→ **What you will do**:
From the listing below, output only the lines starting at the line that has "a streaming subscription." and ending at the line that has "use super::command::WorkerCommand;", exactly as they appear, ends included.
[[ Provided information, beginning ]]
//! Breakout worker: 60 s, market-hours-gated cycle over the state-0
//! watchlist (spec §4.5). Grounded in the teacher's `Sentinel::run`
//! shape (`application::agents::sentinel`) — a `tokio::select!` over a
//! tick interval, a command channel, and cancellation — applied here to
//! a poll-and-score cycle instead of a streaming subscription.

use std::sync::Arc;
use std::time::Duration;

use tokio_util::sync::CancellationToken;
use tracing::{error, info, warn};

use crate::application::alerts::AlertService;
use crate::application::breakout::{BreakoutScorer, PositionSizer};
use crate::domain::alert::{AlertPayload, AlertSubtype, AlertType, CandidateAlert, Priority};
use crate::domain::market_calendar::MarketCalendar;
use crate::domain::providers::RealtimeProvider;
use crate::domain::repositories::PositionRepository;

use super::command::WorkerCommand;
use super::regime_state::SharedRegimeState;
use super::worker_stats::SharedWorkerStats;

pub struct BreakoutWorker {
    positions: Arc<dyn PositionRepository>,
    realtime: Arc<dyn RealtimeProvider>,
    calendar: Arc<dyn MarketCalendar>,
    alert_service: Arc<AlertService>,
    scorer: BreakoutScorer,
    sizer: PositionSizer,
    regime: SharedRegimeState,
    interval: Duration,
    stats: SharedWorkerStats,
    cmd_rx: tokio::sync::mpsc::Receiver<WorkerCommand>,
    cancellation: CancellationToken,
}

impl BreakoutWorker {
    #[allow(clippy::too_many_arguments)]
    pub fn new(
        positions: Arc<dyn PositionRepository>,
        realtime: Arc<dyn RealtimeProvider>,
        calendar: Arc<dyn MarketCalendar>,
        alert_service: Arc<AlertService>,
        scorer: BreakoutScorer,
        sizer: PositionSizer,
        regime: SharedRegimeState,
        interval: Duration,
        stats: SharedWorkerStats,
        cmd_rx: tokio::sync::mpsc::Receiver<WorkerCommand>,
        cancellation: CancellationToken,
    ) -> Self {
        BreakoutWorker {
            positions,
            realtime,
            calendar,
            alert_service,
            scorer,
            sizer,
            regime,
            interval,
            stats,
            cmd_rx,
            cancellation,
        }
    }

    pub async fn run(&mut self) {
        let mut tick = tokio::time::interval(self.interval);
        info!("breakout worker: starting");

        loop {
            tokio::select! {
                _ = self.cancellation.cancelled() => {
                    info!("breakout worker: shutdown received");
                    return;
                }
                _ = tick.tick() => {
                    let now = chrono::Utc::now();
                    if self.calendar.is_market_open(now) {
                        self.run_cycle(None).await;
                    } else {
                        self.stats.write().await.record_gated(false);
                    }
                }
                cmd = self.cmd_rx.recv() => {
                    match cmd {
                        Some(WorkerCommand::ForceCheck { symbol }) => self.run_cycle(symbol).await,
                        None => {
                            warn!("breakout worker: command channel closed");
                            return;
                        }
                    }
                }
            }
        }
    }

    async fn run_cycle(&self, only_symbol: Option<String>) {
        let start = std::time::Instant::now();
        let mut error: Option<String> = None;
        let mut messages = 0u64;

        match self.evaluate_watchlist(only_symbol).await {
            Ok(count) => messages = count,
            Err(e) => {
                error!("breakout worker: cycle failed: {e}");
                error = Some(e);
            }
        }

        self.stats.write().await.record_cycle(start.elapsed().as_millis() as u64, messages, true, error);
    }

    async fn evaluate_watchlist(&self, only_symbol: Option<String>) -> Result<u64, String> {
        let mut watchlist = self.positions.get_watching().await.map_err(|e| e.to_string())?;
        if let Some(symbol) = &only_symbol {
            watchlist.retain(|p| &p.symbol == symbol);
        }
        if watchlist.is_empty() {
            return Ok(0);
        }

        let symbols: Vec<String> = watchlist.iter().map(|p| p.symbol.clone()).collect();
        let quotes = self.realtime.get_quotes(&symbols).await.map_err(|e| e.to_string())?;
        let exposure_band = self.regime.read().await.exposure_band;

        let mut emitted = 0u64;
        for position in &watchlist {
            let Some(quote) = quotes.get(&position.symbol) else { continue };
            let Some(breakdown) = self.scorer.score(position, quote) else { continue };
            if !self.scorer.is_actionable(&breakdown) {
                continue;
            }

            let sizing = self.sizer.initial_entry(quote.last, &exposure_band);
            if sizing.shares.is_zero() {
                continue;
            }

            let priority = if self.scorer.is_high_conviction(&breakdown) { Priority::P0 } else { Priority::P1 };
            let candidate = CandidateAlert {
                symbol: position.symbol.clone(),
                alert_type: AlertType::Add,
                subtype: AlertSubtype::InBuyZone,
                position_id: Some(position.id),
                payload: AlertPayload {
                    price: Some(quote.last),
                    pivot: Some(position.pivot),
                    ..Default::default()
                },
                message: format!(
                    "{} cleared pivot {} (score {:.0}), size {} shares (${})",
                    position.symbol, position.pivot, breakdown.total, sizing.shares, sizing.target_dollars
                ),
                action: Some("enter".to_string()),
                thread_source: "breakout".to_string(),
                priority,
                eight_week_hold: None,
            };

            let results = self.alert_service.submit(vec![candidate]).await;
            emitted += results.iter().filter(|r| r.is_ok()).count() as u64;
        }

        Ok(emitted)
    }
}
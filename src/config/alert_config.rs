//! Alert routing/cooldown/suppression config (spec §6 `alerts`, `discord`).

use std::collections::HashMap;

use serde::{Deserialize, Serialize};

#[derive(Debug, Clone, Deserialize, Serialize)]
#[serde(default)]
pub struct DiscordConfig {
    pub webhooks: HashMap<String, String>,
    pub default_webhook: Option<String>,
    pub enabled: bool,
}

impl Default for DiscordConfig {
    fn default() -> Self {
        DiscordConfig {
            webhooks: HashMap::new(),
            default_webhook: None,
            enabled: false,
        }
    }
}

#[derive(Debug, Clone, Deserialize, Serialize)]
#[serde(default)]
pub struct AlertConfig {
    pub enable_cooldown: bool,
    pub cooldown_minutes: u64,
    pub enable_suppression: bool,
    /// alert_type -> channel name.
    pub alert_routing: HashMap<String, String>,
    /// subtype names suppressed regardless of cooldown state.
    pub suppressed_subtypes: Vec<String>,
    pub discord: DiscordConfig,
    pub sink_rate_limit_per_minute: u32,
    pub sink_rate_limit_window_secs: u64,
}

impl Default for AlertConfig {
    fn default() -> Self {
        let mut routing = HashMap::new();
        for (t, c) in [
            ("stop", "position"),
            ("profit", "position"),
            ("pyramid", "position"),
            ("technical", "position"),
            ("health", "position"),
            ("add", "position"),
            ("alt_entry", "position"),
            ("market", "market"),
            ("system", "system"),
        ] {
            routing.insert(t.to_string(), c.to_string());
        }
        AlertConfig {
            enable_cooldown: true,
            cooldown_minutes: 60,
            enable_suppression: true,
            alert_routing: routing,
            suppressed_subtypes: Vec::new(),
            discord: DiscordConfig::default(),
            sink_rate_limit_per_minute: 30,
            sink_rate_limit_window_secs: 60,
        }
    }
}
[[ Provided information, end ]]
→ **Response for this exercise**:
//! a poll-and-score cycle instead of a streaming subscription.

use std::sync::Arc;
use std::time::Duration;

use tokio_util::sync::CancellationToken;
use tracing::{error, info, warn};

use crate::application::alerts::AlertService;
use crate::application::breakout::{BreakoutScorer, PositionSizer};
use crate::domain::alert::{AlertPayload, AlertSubtype, AlertType, CandidateAlert, Priority};
use crate::domain::market_calendar::MarketCalendar;
use crate::domain::providers::RealtimeProvider;
use crate::domain::repositories::PositionRepository;

use super::command::WorkerCommand;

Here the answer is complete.